Let's define the following recurrence relation:
$$ \begin{align} a_0 &= 1 \\ c a_n &= a_{n-1} + 2 a_{n-2} + 3 a_{n-3} + ... + n a_0 \end{align} $$
Find the best constant $c < 0, \forall n \in \mathbb{N}$ which is farest from zero such that
$$ \begin{align} a_n &> 0, \quad \text{if n is even} \\ a_n &< 0, \quad \text{if n is odd} \\ \end{align} $$
My guessed answer would be $-\frac{1}{4}$. But how to prove it?
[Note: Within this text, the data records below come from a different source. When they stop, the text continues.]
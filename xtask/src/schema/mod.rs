//! Event schema document checks.

mod error;

pub use error::{Result, SchemaError};

use std::path::{Path, PathBuf};

use crate::prelude::*;
use eip_core::schema::validate_event_schema;

/// Event schema commands.
#[derive(Debug, clap::Parser)]
pub struct SchemaCommand {
    #[command(subcommand)]
    pub action: SchemaAction,
}

#[derive(Debug, clap::Subcommand)]
pub enum SchemaAction {
    /// Check event schema documents for required fields.
    Validate(ValidateCommand),
}

#[derive(Debug, clap::Parser)]
pub struct ValidateCommand {
    /// JSON schema documents to check.
    #[arg(required = true, value_name = "FILE")]
    pub files: Vec<PathBuf>,
}

/// Main entry point for schema command.
pub async fn run(command: SchemaCommand, global: crate::Global) -> Result<()> {
    match command.action {
        SchemaAction::Validate(cmd) => run_validate(cmd, &global).await,
    }
}

async fn run_validate(cmd: ValidateCommand, global: &crate::Global) -> Result<()> {
    let mut first_failure = None;

    for file in &cmd.files {
        let outcome = validate_file(file).await;

        if !global.is_silent() {
            match &outcome {
                Ok(()) => aprintln!("{} {}", p_g("ok"), file.display()),
                Err(SchemaError::Invalid { path, violations }) => {
                    aprintln!("{} {}", p_r("invalid"), path);
                    for violation in violations {
                        aprintln!("  {}", p_y(&format!("- {violation}")));
                    }
                }
                Err(e) => aprintln!("{} {}", p_r("error"), e),
            }
        }

        if let Err(e) = outcome {
            first_failure.get_or_insert(e);
        }
    }

    match first_failure {
        Some(e) => Err(e),
        None => Ok(()),
    }
}

async fn validate_file(file: &Path) -> Result<()> {
    let path = file.display().to_string();
    let contents = tokio::fs::read_to_string(file)
        .await
        .map_err(|source| SchemaError::Io {
            path: path.clone(),
            source,
        })?;
    let document: serde_json::Value =
        serde_json::from_str(&contents).map_err(|source| SchemaError::Json {
            path: path.clone(),
            source,
        })?;

    validate_event_schema(&document).map_err(|violations| SchemaError::Invalid { path, violations })
}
My attempt so far is to reduce the recurrence relation:
$$ \begin{align} a_n &= \sum\limits_{k=1}^n \frac{k a_{n-k}}{c} = \frac{a_{n-1}}{c} + \sum\limits_{k=2}^n \frac{(k-1) a_{n-k}}{c} + \sum\limits_{k=2}^n \frac{a_{n-k}}{c} \\ &= \frac{c + 1}{c} a_{n-1} + \sum\limits_{k=2}^n \frac{a_{n-k}}{c} \\ &= \frac{c + 1}{c} a_{n-1} + \frac{a_{n-2}}{c} + \sum\limits_{k=3}^n \frac{a_{n-k}}{c} \\ &= \frac{c + 1}{c} a_{n-1} + \frac{a_{n-2}}{c} + a_{n-1} - \frac{c + 1}{c} a_{n-2} \\ &= \frac{2c + 1}{c} a_{n-1} - a_{n-2} \\ \end{align} $$
If I set my guess $c = -\frac{1}{4}$ in this reduced recurrence relation then:
$$ \begin{align} a_n = -2 a_{n-1} - a_{n-2} \end{align} $$
How to proceed? Or is there any other way to prove it?